Jesús fue hacia ellos caminando sobre el mar. Era de noche y el viento soplaba con tal fuerza que zarandeaba la barca donde estaban los discípulos. Cuando lo vieron creyeron que era un fantasma y hasta llegaron a gritar aterrorizados… Pero les dice para tranquilizarlos: “¡Animo!, soy yo; no temáis”. Mas pareció no bastar; sirvió de poco, dudaron. “Si eres tú, mándame ir hacia ti sobre las aguas” –le dijo Pedro– Y el maestro le respondió: “Ven”. Y fue Pedro. Como no amainaba la violencia del viento le entró miedo y comenzó a hundirse… “¡Señor, sálvame!”. Jesús lo agarró y le dijo: “Hombre de poca fe, ¿por qué dudaste?”. “Subieron a la barca y amainó el viento. Y los que estaban en la barca se postraron ante él diciendo: verdaderamente eres Hijo de Dios” (Mt 14, 24-33).
Los creyentes tenemos el riesgo de ser como ese Pedro que pone a prueba la fe y que la instrumentaliza. Dios se nos ha revelado, nos ha dicho “Soy Yo”, y aún así hurgamos más pruebas sumidos en el prurito del saber más so pretexto de comprender mejor a Dios: le “probamos”. Parece no bastarnos su propio testimonio; parece que hemos perdido el más elemental sentido de confianza o que ya no somos capaces de reconocer su singular timbre de voz, ese que suena sonoro y con nítida claridad en lo profundo del alma, ese que escuchamos un día cuando reconocimos con el pasar de los años la fe que nos había sido dada.

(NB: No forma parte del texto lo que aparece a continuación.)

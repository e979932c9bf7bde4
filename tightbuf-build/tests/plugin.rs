//! Runs the plugin binary the way protoc does.

use std::io::Write;
use std::process::{Command, Stdio};

use tightbuf::ProtoMessage;
use tightbuf_build::descriptor::{
    CodeGeneratorRequest, CodeGeneratorResponse, DescriptorProto, EnumDescriptorProto,
    EnumValueDescriptorProto, FileDescriptorProto,
};

fn run_plugin(request: &CodeGeneratorRequest) -> CodeGeneratorResponse {
    let mut child = Command::new(env!("CARGO_BIN_EXE_protoc-gen-tightbuf"))
        .stdin(Stdio::piped())
        .stdout(Stdio::piped())
        .spawn()
        .expect("failed to start plugin");
    child
        .stdin
        .take()
        .unwrap()
        .write_all(&request.to_vec())
        .unwrap();
    let output = child.wait_with_output().unwrap();
    assert!(output.status.success());
    CodeGeneratorResponse::parse_from(&output.stdout).expect("malformed response")
}

fn file(name: &str, enum_values: Vec<EnumValueDescriptorProto>) -> FileDescriptorProto {
    FileDescriptorProto {
        name: Some(name.to_string()),
        package: Some("plug".to_string()),
        message_type: vec![DescriptorProto {
            name: Some("Empty".to_string()),
            ..Default::default()
        }],
        enum_type: vec![EnumDescriptorProto {
            name: Some("Level".to_string()),
            value: enum_values,
        }],
        ..Default::default()
    }
}

#[test]
fn test_plugin_stdin_stdout() {
    let request = CodeGeneratorRequest {
        file_to_generate: vec!["plug.proto".to_string()],
        parameter: Some("indent=tab".to_string()),
        proto_file: vec![file(
            "plug.proto",
            vec![EnumValueDescriptorProto {
                name: Some("LOW".to_string()),
                number: Some(0),
            }],
        )],
    };

    let response = run_plugin(&request);
    assert_eq!(response.error, None);
    let plug = response
        .file
        .iter()
        .find(|f| f.name.as_deref() == Some("plug.rs"))
        .expect("plug.rs missing");
    let content = plug.content.as_deref().unwrap();
    assert!(content.contains("pub struct Empty"));
    assert!(content.contains("\n\tLow = 0,"));
}

#[test]
fn test_plugin_reports_errors_in_response() {
    let request = CodeGeneratorRequest {
        file_to_generate: vec!["plug.proto".to_string()],
        parameter: None,
        proto_file: vec![file("plug.proto", vec![])],
    };

    let response = run_plugin(&request);
    assert!(response.file.is_empty());
    assert!(response.error.unwrap().contains("enum declares no values"));
}
//! protoc plugin entry: a `CodeGeneratorRequest` in, a
//! `CodeGeneratorResponse` out.
//!
//! Generation failures are reported in the response's `error` field with no
//! files, which protoc prints as a diagnostic.

use tightbuf::ProtoMessage;

use crate::codegen::generate_files;
use crate::config::Config;
use crate::descriptor::{
    CodeGeneratorRequest, CodeGeneratorResponse, CodeGeneratorResponseFile, FileDescriptorSet,
    FEATURE_PROTO3_OPTIONAL,
};
use crate::Error;

/// Answer one generation request.
pub fn generate(request: &CodeGeneratorRequest) -> CodeGeneratorResponse {
    let mut response = CodeGeneratorResponse {
        supported_features: Some(FEATURE_PROTO3_OPTIONAL),
        ..Default::default()
    };

    match try_generate(request) {
        Ok(file) => response.file = file,
        Err(err) => {
            tracing::error!(%err, "generation failed");
            response.error = Some(err.to_string());
        }
    }
    response
}

fn try_generate(request: &CodeGeneratorRequest) -> Result<Vec<CodeGeneratorResponseFile>, Error> {
    let mut config = Config::new();
    if let Some(parameter) = request.parameter.as_deref() {
        config.apply_parameter(parameter)?;
    }

    let fds = FileDescriptorSet {
        file: request.proto_file.clone(),
    };
    tracing::debug!(
        files = request.file_to_generate.len(),
        known = fds.file.len(),
        "handling generation request"
    );

    let files = generate_files(&config, &fds, Some(&request.file_to_generate))?;
    Ok(files
        .into_iter()
        .map(|file| CodeGeneratorResponseFile {
            name: Some(file.name),
            insertion_point: None,
            content: Some(file.content),
        })
        .collect())
}

/// Decode a serialized request and encode the response.
pub fn run(request: &[u8]) -> Result<Vec<u8>, Error> {
    let request = CodeGeneratorRequest::parse_from(request)?;
    Ok(generate(&request).to_vec())
}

Y lo más triste y dramático de una situación así es que esa búsqueda desconfiada, que esa sordera voluntaria, pueda venir precisamente de quienes reconocemos –como de hecho es– a Cristo como Dios: de sus discípulos.
Y está también el otro error en el que podemos sumirnos: identificar la fe como un medio, como un recurso para nuestra felicidad, satisfacción o comodidad: que la hayamos instrumentalizado. Se escucha decir: “la fe ayuda a que cueste menos la muerte de los hijos, del esposo (a), de los seres queridos, etc.”; y es verdad que ayuda, pero la fe no es primariamente amortiguadora de dolores ni dispensadora de cuidados intensivos en momentos de puntual dificultad de nuestra existencia. No creemos para sufrir menos ni para tener una vida más llevadera. Es más, la fe no es nuestra conquista ni nuestra adquisición; no creemos porque hemos conquistado la fe como podríamos alcanzar la cumbre de una montaña; creemos porque la fe nos ha conquistado, porque Dios nos ha conquistado. De ahí que la fe signifique adherirse a Dios confiando en Él plenamente y asintiendo a lo que nos ha revelado.
Pedro pone a prueba su fe cuando no le bastan las palabras de Jesús –“¡Animo!, soy yo; no temáis”– y duda: “Si eres tú…”. Pedro instrumentaliza la fe cuando condiciona al maestro a hacerlo ir hacia Él sobre las aguas. ¿No es este Pedro el que había visto la multiplicación de los panes y de los peces? ¿No es este Pedro el que había bebido del agua hecha vino delicioso? ¿No es este Pedro aquel que confesó de Jesús: “Tú eres el Cristo, el Hijo de Dios vivo”? ¿No hay muchas similitudes en la vivencia de la fe de Pedro y en el modo como la vivimos o podemos llegar a vivir muchos de nosotros? Cuántas veces tentamos a Dios: “Si eres Dios –podemos llegar a decirle– que sane mi madre…”, “Si eres Dios que encuentre trabajo”. Pero no sólo. Incluso ponemos fecha límite para la sanación y nombre y salario al puesto que buscamos. Y apenas una adversidad, apenas un obstáculo, una dificultad, una ventisca, nos desanimamos… porque nos falta fe. “Hombre de poca fe, ¿por qué dudaste?”. Si de verdad creyésemos; si tuviéramos fe como un granito de mostaza moveríamos las montañas… Bajo estas perspectivas, ¿no es justo reflexionar y meditar cómo es o cómo está actualmente nuestra fe?